When U.S. Rep. Sandy Levin (D-MI) endorsed Dan Seals, the Democratic candidate in the 10th Congressional District race, yesterday's announcement of the decision quickly turned to the future of Social Security. Seals's GOP candidate Robert Dold has backed Social Security privatization in the past and more recently flirted with supporting Wisconsin Republican Paul Ryan's radical "Roadmap" plan, which would cut Social Security benefits. Levin, who is chairman of the House Committee on Ways and Means and has fought against such proposals in Congress, said that although he hasn't met Dold, he has "met the positions that he proposes and that he believes in." Levin went on to explain why no plan for Social Security privatization would work:
There can always be slight differences in privatization plans, but if you tear them apart, they are all the same. At the heart of it, it would move younger people away from insured benefit plans and put poeple in a substanial way dependent upon the stock market. And we've learned these last years how much in jeopardy this places a trust fund and also how much it places in jeopardy the people who have to rely on it. If those who are now on social security all had, instead of social security, 401(k)s, they would be in, frankly, difficult straits.

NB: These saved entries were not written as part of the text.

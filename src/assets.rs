//! Background loading of glTF documents into scene-graph fragments.
//!
//! A load runs on its own short-lived thread and does file I/O and parsing
//! only, never GPU work; the result comes back through a oneshot channel
//! the frame loop polls at frame boundaries. Once begun, a load either
//! completes or fails; there is no retry, cancellation, or timeout.

mod gltf_import;

use std::{
    path::{Path, PathBuf},
    thread,
};

use futures::channel::oneshot;

use crate::{animation::AnimationClip, graphics::mesh::Skin, scene::Node};

/// Everything a glTF document contributes to the scene.
#[derive(Debug)]
pub struct LoadedModel {
    /// Root of the loaded scene-graph fragment.
    pub root: Node,
    /// Skeleton for the document's skinned meshes, if it has one.
    pub skin: Option<Skin>,
    /// Animation clips found in the document. May be empty;
    /// that is not an error, the model is simply static.
    pub clips: Vec<AnimationClip>,
}

/// An error that occurred loading a model.
#[derive(thiserror::Error, Debug)]
pub enum LoadError {
    #[error("failed to read or parse glTF document")]
    Gltf(#[from] gltf::Error),
    #[error("load thread terminated before completing")]
    Canceled,
}

/// A model load in flight. Poll once per frame with [`poll`][Self::poll].
pub struct PendingLoad {
    path: PathBuf,
    rx: oneshot::Receiver<Result<LoadedModel, LoadError>>,
}

impl PendingLoad {
    /// Check for completion without blocking.
    /// Returns None while the load is still running.
    pub fn poll(&mut self) -> Option<Result<LoadedModel, LoadError>> {
        match self.rx.try_recv() {
            Ok(Some(result)) => Some(result),
            Ok(None) => None,
            Err(oneshot::Canceled) => Some(Err(LoadError::Canceled)),
        }
    }

    /// The path the load was started for, for log messages.
    pub fn path(&self) -> &Path {
        &self.path
    }

    /// A load fed from a hand-held channel instead of a load thread,
    /// so tests can resolve it however they like.
    #[cfg(test)]
    pub(crate) fn from_channel(
        path: impl Into<PathBuf>,
        rx: oneshot::Receiver<Result<LoadedModel, LoadError>>,
    ) -> Self {
        Self {
            path: path.into(),
            rx,
        }
    }
}

/// Start loading the glTF document at `path`,
/// along with the buffer and image files it references next to it.
pub fn begin_load(path: impl Into<PathBuf>) -> PendingLoad {
    let path = path.into();
    let (tx, rx) = oneshot::channel();
    let load_path = path.clone();
    thread::spawn(move || {
        // the receiver may be gone if the app shut down mid-load;
        // nothing to deliver the result to in that case
        let _ = tx.send(load_sync(&load_path));
    });
    PendingLoad { path, rx }
}

fn load_sync(path: &Path) -> Result<LoadedModel, LoadError> {
    let (doc, buffers, _images) = gltf::import(path)?;
    let buffers: Vec<&[u8]> = buffers.iter().map(|data| data.0.as_slice()).collect();
    Ok(gltf_import::load_model(&doc, &buffers))
}

#[cfg(test)]
mod tests {
    use super::*;

    #[test]
    fn missing_file_reports_an_error_through_the_channel() {
        let mut pending = begin_load("definitely/not/a/real/model.gltf");
        // the load thread fails fast on the missing file; wait for its answer
        let result = loop {
            if let Some(result) = pending.poll() {
                break result;
            }
            thread::yield_now();
        };
        assert!(matches!(result, Err(LoadError::Gltf(_))));
    }
}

Seals echoed that sentiment and voiced his concern about the impact Social Security privatization would have on the federal deficit:
If you were to privatize Social Security, you would actually add trillions of dollars to the debt - and outstanding debt already stands at $13 trillion, so the notion that we can add another two trillion or more to it is simply unacceptable. I support protecting Social Security and I'm happy to have the endorsement of a committee looking to protect and preserve Social Security and Medicare and I'll continue to work to make sure this is a program that's solvent for years to come.
Considering the fact that Republicans have been filibustering any and every bill that would add to the federal deficit, like the recently-passed state aid bill, does Dold's support of such an expensive and unproven initiative make any sense?